#### [ACTIVITY]
Gather all lines in the entries that include the word "fetched".

*** Begin section ***

//! In-process metric reductions over fetched rows.
//!
//! The dashboard recomputes everything per request: quotes and visit rows are
//! fetched, then reduced here. No caching, no incremental counters; acceptable
//! at the scale this tool serves, and the pure functions keep a cached variant
//! easy to slot in later.

use serde::Serialize;
use std::collections::HashMap;

use crate::db::QuoteRef;

/// Visit count for one quote
#[derive(Debug, Clone, Serialize, PartialEq, Eq)]
pub struct QuoteVisits {
    pub codigo: String,
    pub visitas: i64,
}

/// Per-caller dashboard figures (global when computed over all rows)
#[derive(Debug, Serialize)]
pub struct DashboardMetrics {
    pub total_cotizaciones: i64,
    pub total_visitas: i64,
    pub visitas_por_cotizacion: Vec<QuoteVisits>,
}

/// Admin overview figures
#[derive(Debug, Serialize)]
pub struct AdminStats {
    pub total_cotizaciones: i64,
    pub total_visitas: i64,
    /// Highest per-quote visit count; 0 when no visits exist
    pub max_visitas: i64,
}

/// Per-employee grouping for the admin dashboard
#[derive(Debug, Clone, Serialize)]
pub struct EmployeeStats {
    pub user_id: String,
    pub nombre: Option<String>,
    pub total_cotizaciones: i64,
    pub total_visitas: i64,
}

/// Frequency map keyed by quote id, built from raw visit rows
pub fn visit_frequency(visit_quote_ids: &[String]) -> HashMap<String, i64> {
    let mut freq = HashMap::new();
    for id in visit_quote_ids {
        *freq.entry(id.clone()).or_insert(0) += 1;
    }
    freq
}

/// Reduce quotes + visit frequencies into dashboard figures, newest-irrelevant
/// ordering preserved from the input slice.
pub fn dashboard(quotes: &[QuoteRef], freq: &HashMap<String, i64>) -> DashboardMetrics {
    let visitas_por_cotizacion: Vec<QuoteVisits> = quotes
        .iter()
        .map(|q| QuoteVisits {
            codigo: q.codigo.clone(),
            visitas: freq.get(&q.id).copied().unwrap_or(0),
        })
        .collect();

    let total_visitas = visitas_por_cotizacion.iter().map(|q| q.visitas).sum();

    DashboardMetrics {
        total_cotizaciones: quotes.len() as i64,
        total_visitas,
        visitas_por_cotizacion,
    }
}

/// Global admin figures; the max is taken over quotes actually present so a
/// dangling frequency entry cannot inflate it.
pub fn admin_stats(quotes: &[QuoteRef], freq: &HashMap<String, i64>) -> AdminStats {
    let mut total_visitas = 0;
    let mut max_visitas = 0;
    for quote in quotes {
        let count = freq.get(&quote.id).copied().unwrap_or(0);
        total_visitas += count;
        max_visitas = max_visitas.max(count);
    }

    AdminStats {
        total_cotizaciones: quotes.len() as i64,
        total_visitas,
        max_visitas,
    }
}

/// Group quote and visit counts by owning user. Names are filled in by the
/// caller from the users table; ordering is by quote count descending.
pub fn per_employee(
    quotes: &[QuoteRef],
    freq: &HashMap<String, i64>,
    names: &HashMap<String, String>,
) -> Vec<EmployeeStats> {
    let mut by_owner: HashMap<&str, (i64, i64)> = HashMap::new();
    for quote in quotes {
        let entry = by_owner.entry(quote.user_id.as_str()).or_insert((0, 0));
        entry.0 += 1;
        entry.1 += freq.get(&quote.id).copied().unwrap_or(0);
    }

    let mut stats: Vec<EmployeeStats> = by_owner
        .into_iter()
        .map(|(user_id, (total_cotizaciones, total_visitas))| EmployeeStats {
            user_id: user_id.to_string(),
            nombre: names.get(user_id).cloned(),
            total_cotizaciones,
            total_visitas,
        })
        .collect();

    stats.sort_by(|a, b| {
        b.total_cotizaciones
            .cmp(&a.total_cotizaciones)
            .then_with(|| a.user_id.cmp(&b.user_id))
    });
    stats
}

/// Quotes ranked by visit count descending; ties broken by code for a stable
/// dashboard ordering.
pub fn top_viewed(quotes: &[QuoteRef], freq: &HashMap<String, i64>) -> Vec<QuoteVisits> {
    let mut ranked: Vec<QuoteVisits> = quotes
        .iter()
        .map(|q| QuoteVisits {
            codigo: q.codigo.clone(),
            visitas: freq.get(&q.id).copied().unwrap_or(0),
        })
        .collect();
    ranked.sort_by(|a, b| b.visitas.cmp(&a.visitas).then_with(|| a.codigo.cmp(&b.codigo)));
    ranked
}

#[cfg(test)]
mod tests {
    use super::*;

    fn quote(id: &str, codigo: &str, user: &str) -> QuoteRef {
        QuoteRef {
            id: id.to_string(),
            codigo: codigo.to_string(),
            user_id: user.to_string(),
        }
    }

    fn visits(pairs: &[(&str, usize)]) -> Vec<String> {
        let mut out = Vec::new();
        for (id, n) in pairs {
            for _ in 0..*n {
                out.push(id.to_string());
            }
        }
        out
    }

    #[test]
    fn frequency_counts_per_quote() {
        let freq = visit_frequency(&visits(&[("q1", 3), ("q2", 1)]));
        assert_eq!(freq.get("q1"), Some(&3));
        assert_eq!(freq.get("q2"), Some(&1));
        assert_eq!(freq.get("q3"), None);
    }

    #[test]
    fn dashboard_totals() {
        let quotes = vec![quote("q1", "COT-1", "u1"), quote("q2", "COT-2", "u1")];
        let freq = visit_frequency(&visits(&[("q1", 2), ("q2", 1)]));

        let metrics = dashboard(&quotes, &freq);
        assert_eq!(metrics.total_cotizaciones, 2);
        assert_eq!(metrics.total_visitas, 3);
        assert_eq!(
            metrics.visitas_por_cotizacion[0],
            QuoteVisits {
                codigo: "COT-1".into(),
                visitas: 2
            }
        );
    }

    #[test]
    fn most_viewed_is_max_and_zero_without_visits() {
        let quotes = vec![quote("q1", "COT-1", "u1"), quote("q2", "COT-2", "u2")];

        let empty = admin_stats(&quotes, &HashMap::new());
        assert_eq!(empty.max_visitas, 0);
        assert_eq!(empty.total_visitas, 0);

        let freq = visit_frequency(&visits(&[("q1", 5), ("q2", 2)]));
        let stats = admin_stats(&quotes, &freq);
        assert_eq!(stats.max_visitas, 5);
        assert_eq!(stats.total_visitas, 7);
        assert_eq!(stats.total_cotizaciones, 2);
    }

    #[test]
    fn quotes_without_visits_count_as_zero() {
        let quotes = vec![quote("q1", "COT-1", "u1")];
        let metrics = dashboard(&quotes, &HashMap::new());
        assert_eq!(metrics.visitas_por_cotizacion[0].visitas, 0);
    }

    #[test]
    fn employees_grouped_and_ordered() {
        let quotes = vec![
            quote("q1", "COT-1", "ana"),
            quote("q2", "COT-2", "ana"),
            quote("q3", "COT-3", "luis"),
        ];
        let freq = visit_frequency(&visits(&[("q1", 1), ("q3", 4)]));
        let mut names = HashMap::new();
        names.insert("ana".to_string(), "Ana".to_string());

        let stats = per_employee(&quotes, &freq, &names);
        assert_eq!(stats.len(), 2);
        assert_eq!(stats[0].user_id, "ana");
        assert_eq!(stats[0].nombre.as_deref(), Some("Ana"));
        assert_eq!(stats[0].total_cotizaciones, 2);
        assert_eq!(stats[0].total_visitas, 1);
        assert_eq!(stats[1].user_id, "luis");
        assert_eq!(stats[1].nombre, None);
        assert_eq!(stats[1].total_visitas, 4);
    }

    #[test]
    fn top_viewed_ranks_descending() {
        let quotes = vec![
            quote("q1", "COT-1", "u1"),
            quote("q2", "COT-2", "u1"),
            quote("q3", "COT-3", "u2"),
        ];
        let freq = visit_frequency(&visits(&[("q2", 3), ("q3", 1)]));

        let ranked = top_viewed(&quotes, &freq);
        assert_eq!(ranked[0].codigo, "COT-2");
        assert_eq!(ranked[1].codigo, "COT-3");
        assert_eq!(ranked[2].visitas, 0);
    }
}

*** End section ***

#### [EXPECTED OUTPUT]
//! In-process metric reductions over fetched rows.
//! fetched, then reduced here. No caching, no incremental counters; acceptable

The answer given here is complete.